## ASSIGNMENT
Retype each line of the listing below, word for word.

## RECORDS PROVIDED
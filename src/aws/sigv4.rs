//! AWS Signature Version 4 request signing.
//!
//! Only what the broker needs: header-based signing of a single request with
//! a fully buffered payload. Header names passed in must already be
//! lowercase.

use chrono::{DateTime, Utc};
use hmac::{KeyInit, Mac};
use sha2::{Digest, Sha256};
use url::Url;

use super::AwsCredentials;

const ALGORITHM: &str = "AWS4-HMAC-SHA256";

/// Inputs that scope a signature.
#[derive(Debug, Clone, Copy)]
pub struct SigningParams<'a> {
    /// Credentials to sign with.
    pub credentials: &'a AwsCredentials,
    /// Region, e.g. `us-east-1`.
    pub region: &'a str,
    /// Service signing name, e.g. `sts` or `dynamodb`.
    pub service: &'a str,
    /// Signing time.
    pub time: DateTime<Utc>,
}

/// Sign a request.
///
/// `headers` are the request headers that must be covered by the signature
/// (besides `host`, `x-amz-date` and the session token, which are added
/// here). Returns the headers the caller must attach to the request:
/// `x-amz-date`, optionally `x-amz-security-token`, and `authorization`.
#[must_use]
pub fn sign(
    method: &str,
    url: &Url,
    headers: &[(&str, &str)],
    payload: &[u8],
    params: &SigningParams<'_>,
) -> Vec<(String, String)> {
    let amz_date = params.time.format("%Y%m%dT%H%M%SZ").to_string();
    let date = params.time.format("%Y%m%d").to_string();

    let mut signed: Vec<(String, String)> = headers
        .iter()
        .map(|(name, value)| ((*name).to_string(), value.trim().to_string()))
        .collect();
    signed.push(("host".to_string(), host_header(url)));
    signed.push(("x-amz-date".to_string(), amz_date.clone()));
    if let Some(ref token) = params.credentials.session_token {
        signed.push(("x-amz-security-token".to_string(), token.clone()));
    }
    signed.sort_by(|a, b| a.0.cmp(&b.0));

    let canonical_headers: String = signed
        .iter()
        .map(|(name, value)| format!("{name}:{value}\n"))
        .collect();
    let signed_headers = signed
        .iter()
        .map(|(name, _)| name.as_str())
        .collect::<Vec<_>>()
        .join(";");

    let canonical_request = format!(
        "{method}\n{uri}\n{query}\n{canonical_headers}\n{signed_headers}\n{payload_hash}",
        uri = canonical_uri(url),
        query = canonical_query(url),
        payload_hash = hex::encode(Sha256::digest(payload)),
    );

    let scope = format!("{date}/{}/{}/aws4_request", params.region, params.service);
    let string_to_sign = format!(
        "{ALGORITHM}\n{amz_date}\n{scope}\n{}",
        hex::encode(Sha256::digest(canonical_request.as_bytes()))
    );

    let key = signing_key(
        &params.credentials.secret_access_key,
        &date,
        params.region,
        params.service,
    );
    let signature = hex::encode(hmac_sha256(&key, string_to_sign.as_bytes()));

    let mut out = vec![("x-amz-date".to_string(), amz_date)];
    if let Some(ref token) = params.credentials.session_token {
        out.push(("x-amz-security-token".to_string(), token.clone()));
    }
    out.push((
        "authorization".to_string(),
        format!(
            "{ALGORITHM} Credential={}/{scope}, SignedHeaders={signed_headers}, Signature={signature}",
            params.credentials.access_key_id
        ),
    ));
    out
}

/// Derive the per-day, per-region, per-service signing key.
#[must_use]
pub fn signing_key(secret: &str, date: &str, region: &str, service: &str) -> Vec<u8> {
    let k_date = hmac_sha256(format!("AWS4{secret}").as_bytes(), date.as_bytes());
    let k_region = hmac_sha256(&k_date, region.as_bytes());
    let k_service = hmac_sha256(&k_region, service.as_bytes());
    hmac_sha256(&k_service, b"aws4_request")
}

fn hmac_sha256(key: &[u8], data: &[u8]) -> Vec<u8> {
    // HMAC accepts keys of any length
    let Ok(mut mac) = hmac::Hmac::<Sha256>::new_from_slice(key) else {
        return Vec::new();
    };
    mac.update(data);
    mac.finalize().into_bytes().to_vec()
}

fn host_header(url: &Url) -> String {
    let host = url.host_str().unwrap_or_default();
    match url.port() {
        Some(port) => format!("{host}:{port}"),
        None => host.to_string(),
    }
}

fn canonical_uri(url: &Url) -> String {
    let path = url.path();
    if path.is_empty() {
        "/".to_string()
    } else {
        path.split('/')
            .map(uri_encode)
            .collect::<Vec<_>>()
            .join("/")
    }
}

fn canonical_query(url: &Url) -> String {
    let mut pairs: Vec<(String, String)> = url
        .query_pairs()
        .map(|(k, v)| (uri_encode(&k), uri_encode(&v)))
        .collect();
    pairs.sort();
    pairs
        .into_iter()
        .map(|(k, v)| format!("{k}={v}"))
        .collect::<Vec<_>>()
        .join("&")
}

/// RFC 3986 encoding: everything but unreserved characters is escaped.
fn uri_encode(input: &str) -> String {
    let mut out = String::with_capacity(input.len());
    for byte in input.bytes() {
        match byte {
            b'A'..=b'Z' | b'a'..=b'z' | b'0'..=b'9' | b'-' | b'_' | b'.' | b'~' => {
                out.push(char::from(byte));
            }
            _ => out.push_str(&format!("%{byte:02X}")),
        }
    }
    out
}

## COMPLETED TASK
filename src/aws/sigv4.rs
//! AWS Signature Version 4 request signing.
//!
//! Only what the broker needs: header-based signing of a single request with
//! a fully buffered payload. Header names passed in must already be
//! lowercase.

use chrono::{DateTime, Utc};
use hmac::{KeyInit, Mac};
use sha2::{Digest, Sha256};
use url::Url;

use super::AwsCredentials;

const ALGORITHM: &str = "AWS4-HMAC-SHA256";

/// Inputs that scope a signature.
#[derive(Debug, Clone, Copy)]
pub struct SigningParams<'a> {
    /// Credentials to sign with.
    pub credentials: &'a AwsCredentials,
    /// Region, e.g. `us-east-1`.
    pub region: &'a str,
    /// Service signing name, e.g. `sts` or `dynamodb`.
    pub service: &'a str,
    /// Signing time.
    pub time: DateTime<Utc>,
}

/// Sign a request.
///
/// `headers` are the request headers that must be covered by the signature
/// (besides `host`, `x-amz-date` and the session token, which are added
/// here). Returns the headers the caller must attach to the request:
/// `x-amz-date`, optionally `x-amz-security-token`, and `authorization`.
#[must_use]
pub fn sign(
    method: &str,
    url: &Url,
    headers: &[(&str, &str)],
    payload: &[u8],
    params: &SigningParams<'_>,
) -> Vec<(String, String)> {
    let amz_date = params.time.format("%Y%m%dT%H%M%SZ").to_string();
    let date = params.time.format("%Y%m%d").to_string();

    let mut signed: Vec<(String, String)> = headers
        .iter()
        .map(|(name, value)| ((*name).to_string(), value.trim().to_string()))
        .collect();
    signed.push(("host".to_string(), host_header(url)));
    signed.push(("x-amz-date".to_string(), amz_date.clone()));
    if let Some(ref token) = params.credentials.session_token {
        signed.push(("x-amz-security-token".to_string(), token.clone()));
    }
    signed.sort_by(|a, b| a.0.cmp(&b.0));

    let canonical_headers: String = signed
        .iter()
        .map(|(name, value)| format!("{name}:{value}\n"))
        .collect();
    let signed_headers = signed
        .iter()
        .map(|(name, _)| name.as_str())
        .collect::<Vec<_>>()
        .join(";");

    let canonical_request = format!(
        "{method}\n{uri}\n{query}\n{canonical_headers}\n{signed_headers}\n{payload_hash}",
        uri = canonical_uri(url),
        query = canonical_query(url),
        payload_hash = hex::encode(Sha256::digest(payload)),
    );

    let scope = format!("{date}/{}/{}/aws4_request", params.region, params.service);
    let string_to_sign = format!(
        "{ALGORITHM}\n{amz_date}\n{scope}\n{}",
        hex::encode(Sha256::digest(canonical_request.as_bytes()))
    );

    let key = signing_key(
        &params.credentials.secret_access_key,
        &date,
        params.region,
        params.service,
    );
    let signature = hex::encode(hmac_sha256(&key, string_to_sign.as_bytes()));

    let mut out = vec![("x-amz-date".to_string(), amz_date)];
    if let Some(ref token) = params.credentials.session_token {
        out.push(("x-amz-security-token".to_string(), token.clone()));
    }
    out.push((
        "authorization".to_string(),
        format!(
            "{ALGORITHM} Credential={}/{scope}, SignedHeaders={signed_headers}, Signature={signature}",
            params.credentials.access_key_id
        ),
    ));
    out
}

/// Derive the per-day, per-region, per-service signing key.
#[must_use]
pub fn signing_key(secret: &str, date: &str, region: &str, service: &str) -> Vec<u8> {
    let k_date = hmac_sha256(format!("AWS4{secret}").as_bytes(), date.as_bytes());
    let k_region = hmac_sha256(&k_date, region.as_bytes());
    let k_service = hmac_sha256(&k_region, service.as_bytes());
    hmac_sha256(&k_service, b"aws4_request")
}

fn hmac_sha256(key: &[u8], data: &[u8]) -> Vec<u8> {
    // HMAC accepts keys of any length
    let Ok(mut mac) = hmac::Hmac::<Sha256>::new_from_slice(key) else {
        return Vec::new();
    };
    mac.update(data);
    mac.finalize().into_bytes().to_vec()
}

fn host_header(url: &Url) -> String {
    let host = url.host_str().unwrap_or_default();
    match url.port() {
        Some(port) => format!("{host}:{port}"),
        None => host.to_string(),
    }
}

fn canonical_uri(url: &Url) -> String {
    let path = url.path();
    if path.is_empty() {
        "/".to_string()
    } else {
        path.split('/')
            .map(uri_encode)
            .collect::<Vec<_>>()
            .join("/")
    }
}

fn canonical_query(url: &Url) -> String {
    let mut pairs: Vec<(String, String)> = url
        .query_pairs()
        .map(|(k, v)| (uri_encode(&k), uri_encode(&v)))
        .collect();
    pairs.sort();
    pairs
        .into_iter()
        .map(|(k, v)| format!("{k}={v}"))
        .collect::<Vec<_>>()
        .join("&")
}

/// RFC 3986 encoding: everything but unreserved characters is escaped.
fn uri_encode(input: &str) -> String {
    let mut out = String::with_capacity(input.len());
    for byte in input.bytes() {
        match byte {
            b'A'..=b'Z' | b'a'..=b'z' | b'0'..=b'9' | b'-' | b'_' | b'.' | b'~' => {
                out.push(char::from(byte));
            }
            _ => out.push_str(&format!("%{byte:02X}")),
        }
    }
    out
}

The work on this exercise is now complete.